Steve Clarke : Meneur d’homme

Appelé à la rescousse d’une sélection à la dérive, Steve Clarke a transformé une somme d’individualités en équipe solide. Présentation de l’homme qui a unifié l’Ecosse vers un but commun : l’Euro.

L’Angleterre pour fuir le sectarisme

Mais commençons par la base. Steve Clarke est un homme de deux clubs. D’abord, St Mirren où ses performances au poste de latéral droit tapèrent dans l’œil d’un club de Londres : Chelsea. De 87 à 98, l’Ecossais jouera 330 matchs avec les Blues, de quoi lui permettre une place dans le XI du centenaire du club élu en 2005. Pas mal non ?

Un départ pour Chelsea qui lui fera le plus grand bien, en tant que joueur, mais aussi en tant qu’humain. Au milieu des années 80, le sectarisme était très ancré en Écosse. Le fait d’avoir pu partir lui a apporté énormément :

« Je me réveille chaque matin en remerciant Chelsea de m’avoir extirpé de l’ouest de l’Ecosse, car mes enfants ne comprennent pas (Le sectarisme) » https://www.bbc.com/sport/football/47313458

Voilà ce que Clarke déclarait en 2019 après une défaite de Kilmarnock où des « supporters » des Rangers lui ont proféré des propos sectaires.

Il n’attendra qu’un an avant de retrouver une activité suite à sa retraite en tant que footballeur en 98. D’abord en tant qu’adjoint de Ruud Gullit à Newcastle, puis en tant que coach intérimaire le temps d’un match suite à la démission du technicien néerlandais.
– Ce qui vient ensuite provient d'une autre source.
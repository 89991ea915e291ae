//! Board scanner - finds runs of text tiles and parses them.

use grid_world::{Direction, Grid, Position};
use serde::{Deserialize, Serialize};

use super::{parse_words, RuleSet};
use crate::error::ParseError;

/// Scans go right and down only; every run is found from its first cell.
pub const SCAN_DIRECTIONS: [Direction; 2] = [Direction::Right, Direction::Down];

/// Words read along one direction, starting at one text tile.
#[derive(Debug, Clone, PartialEq, Eq, Serialize, Deserialize)]
pub struct TextRun {
    pub origin: Position,
    pub direction: Direction,
    pub words: Vec<String>,
}

/// A run that did not parse, kept for reporting.
#[derive(Debug, Clone, PartialEq, Eq)]
pub struct RejectedRun {
    pub run: TextRun,
    pub error: ParseError,
}

/// Everything one scan of the board produced.
#[derive(Debug, Clone, PartialEq, Eq, Default)]
pub struct ScanResult {
    pub rules: RuleSet,
    pub rejected: Vec<RejectedRun>,
}

/// Collect every run of text on the board.
///
/// Each text object starts its own scans, so two tiles stacked in one cell
/// give two independent runs. Past the first cell a run reads one word per
/// cell, from the top text tile there, so a board yields at most two runs
/// per text object. A run ends at the first cell without text or at the
/// edge of the board.
pub fn find_runs(grid: &Grid) -> Vec<TextRun> {
    let mut runs = Vec::new();

    for origin in grid.positions() {
        for tile in grid.objects_at(origin) {
            let Some(word) = tile.kind.word() else {
                continue;
            };
            for direction in SCAN_DIRECTIONS {
                let mut words = vec![word.to_string()];
                let mut pos = origin + direction;
                while let Some(next) = top_word(grid, pos) {
                    words.push(next.to_string());
                    pos = pos + direction;
                }
                runs.push(TextRun {
                    origin,
                    direction,
                    words,
                });
            }
        }
    }

    runs
}

/// The word on the most recently placed text tile at `pos`.
fn top_word(grid: &Grid, pos: Position) -> Option<&str> {
    grid.objects_at(pos)
        .iter()
        .rev()
        .find_map(|o| o.kind.word())
}

/// Scan the board and parse every run. Runs of one word cannot form a rule
/// and are dropped without being reported; other failures are recorded in
/// `rejected` and never stop the scan.
pub fn scan_rules(grid: &Grid) -> ScanResult {
    let mut result = ScanResult::default();

    for run in find_runs(grid) {
        if run.words.len() < 2 {
            continue;
        }
        match parse_words(&run.words) {
            Ok(rule) => result.rules.push(rule),
            Err(error) => result.rejected.push(RejectedRun { run, error }),
        }
    }

    result
}

#[cfg(test)]
mod tests {
    use super::*;
    use crate::rules::{Action, Predicate, Rule, Verb};
    use grid_world::{GameObject, Noun};

    fn place_words(grid: &mut Grid, start: Position, direction: Direction, words: &[&str]) {
        let mut pos = start;
        for word in words {
            grid.place(GameObject::text(*word, pos)).unwrap();
            pos = pos + direction;
        }
    }

    fn rule(subjects: &[Noun], action: Action) -> Rule {
        Rule::new(subjects.to_vec(), Verb::Is, Predicate::Action(action)).unwrap()
    }

    #[test]
    fn test_no_text_no_rules() {
        let mut grid = Grid::new(3, 3);
        grid.place(GameObject::new(Noun::Baba, Position::new(0, 0)))
            .unwrap();
        grid.place(GameObject::new(Noun::Wall, Position::new(1, 1)))
            .unwrap();

        let scan = scan_rules(&grid);

        assert!(scan.rules.is_empty());
        assert!(scan.rejected.is_empty());
    }

    #[test]
    fn test_horizontal_and_vertical_rules() {
        let mut grid = Grid::new(4, 4);
        place_words(&mut grid, Position::new(0, 0), Direction::Right, &["BABA", "IS", "YOU"]);
        place_words(&mut grid, Position::new(1, 3), Direction::Down, &["FLAG", "IS", "WIN"]);

        let scan = scan_rules(&grid);

        assert!(scan.rules.contains(&rule(&[Noun::Baba], Action::You)));
        assert!(scan.rules.contains(&rule(&[Noun::Flag], Action::Win)));
        assert_eq!(scan.rules.len(), 2);
    }

    #[test]
    fn test_run_starting_in_first_row_and_column() {
        let mut grid = Grid::new(3, 1);
        place_words(&mut grid, Position::new(0, 0), Direction::Down, &["ROCK", "IS", "PUSH"]);

        let scan = scan_rules(&grid);

        assert_eq!(scan.rules.len(), 1);
        assert!(scan.rules.grants(Noun::Rock, Action::Push));
    }

    #[test]
    fn test_trailing_word_spoils_run() {
        let mut grid = Grid::new(1, 4);
        place_words(&mut grid, Position::new(0, 0), Direction::Right, &["WALL", "IS", "PUSH", "ROCK"]);

        let scan = scan_rules(&grid);

        assert!(scan.rules.is_empty());
        assert!(scan
            .rejected
            .iter()
            .any(|r| r.error == ParseError::TrailingTokens { count: 1, index: 3 }));
    }

    #[test]
    fn test_suffix_runs_are_scanned() {
        let mut grid = Grid::new(1, 5);
        place_words(
            &mut grid,
            Position::new(0, 0),
            Direction::Right,
            &["BABA", "AND", "ROCK", "IS", "PUSH"],
        );

        let scan = scan_rules(&grid);

        assert!(scan.rules.contains(&rule(&[Noun::Baba, Noun::Rock], Action::Push)));
        assert!(scan.rules.contains(&rule(&[Noun::Rock], Action::Push)));
    }

    #[test]
    fn test_stacked_origin_starts_separate_runs() {
        let mut grid = Grid::new(1, 3);
        place_words(&mut grid, Position::new(0, 0), Direction::Right, &["KEKE", "IS", "YOU"]);
        grid.place(GameObject::text("BABA", Position::new(0, 0)))
            .unwrap();

        let scan = scan_rules(&grid);

        assert!(scan.rules.contains(&rule(&[Noun::Keke], Action::You)));
        assert!(scan.rules.contains(&rule(&[Noun::Baba], Action::You)));
    }

    #[test]
    fn test_later_stacked_cell_reads_top_tile() {
        let mut grid = Grid::new(1, 3);
        place_words(&mut grid, Position::new(0, 0), Direction::Right, &["KEKE", "IS", "YOU"]);
        grid.place(GameObject::text("WIN", Position::new(0, 2)))
            .unwrap();

        let scan = scan_rules(&grid);

        assert!(scan.rules.contains(&rule(&[Noun::Keke], Action::Win)));
        assert!(!scan.rules.contains(&rule(&[Noun::Keke], Action::You)));
    }

    #[test]
    fn test_stacked_row_run_count_is_linear() {
        let cols = 24;
        let mut grid = Grid::new(1, cols);
        for col in 0..cols {
            let pos = Position::new(0, col as i32);
            grid.place(GameObject::text("IS", pos)).unwrap();
            grid.place(GameObject::text("AND", pos)).unwrap();
        }

        let runs = find_runs(&grid);

        // Two tiles per cell, two directions per tile.
        assert_eq!(runs.len(), 2 * 2 * cols);
        assert!(runs.iter().all(|r| r.words.len() <= cols));
        let longest = runs
            .iter()
            .find(|r| r.origin == Position::new(0, 0) && r.direction == Direction::Right)
            .unwrap();
        assert_eq!(longest.words.len(), cols);
        assert!(longest.words[1..].iter().all(|w| w == "AND"));
    }

    #[test]
    fn test_unknown_words_are_inert() {
        let mut grid = Grid::new(2, 3);
        place_words(&mut grid, Position::new(0, 0), Direction::Right, &["BABA", "IS", "ZORP"]);
        place_words(&mut grid, Position::new(1, 0), Direction::Right, &["ROCK", "IS", "STOP"]);

        let scan = scan_rules(&grid);

        assert_eq!(scan.rules.len(), 1);
        assert!(scan.rules.grants(Noun::Rock, Action::Stop));
        assert!(scan
            .rejected
            .iter()
            .any(|r| matches!(r.error, ParseError::UnknownWord { .. })));
    }

    #[test]
    fn test_scan_is_deterministic() {
        let mut grid = Grid::new(3, 3);
        place_words(&mut grid, Position::new(0, 0), Direction::Right, &["BABA", "IS", "YOU"]);
        place_words(&mut grid, Position::new(0, 0), Direction::Down, &["BABA", "IS", "WIN"]);
        let before = grid.clone();

        let first = scan_rules(&grid);
        let second = scan_rules(&grid);

        assert_eq!(first, second);
        assert_eq!(grid, before);
    }
}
Un poste d’adjoint qu’il continuera d’occuper pendant 8 ans au gré de 3 clubs différents, Chelsea (José Mourinho, Avram Grant : 04/08), West Ham (Gianfranco Zola : 08/11) et enfin Liverpool (Kenny Dalglish : 11/12).

C’est West Bromwich Albion qui lui donnera sa première expérience en tant que coach. Il emmènera les Baggies à la 8ᵉ place lors de la saison 2012/2013, le meilleur résultat du club. Malheureusement, la saison d’après, tout ne se passera pas comme prévu, à tel point qu’il sera mis à l’écart toute l’année 2014. Il quittera WBA pour rebondir à Reading en décembre. Une aventure d’un an qui se terminera par un limogeage.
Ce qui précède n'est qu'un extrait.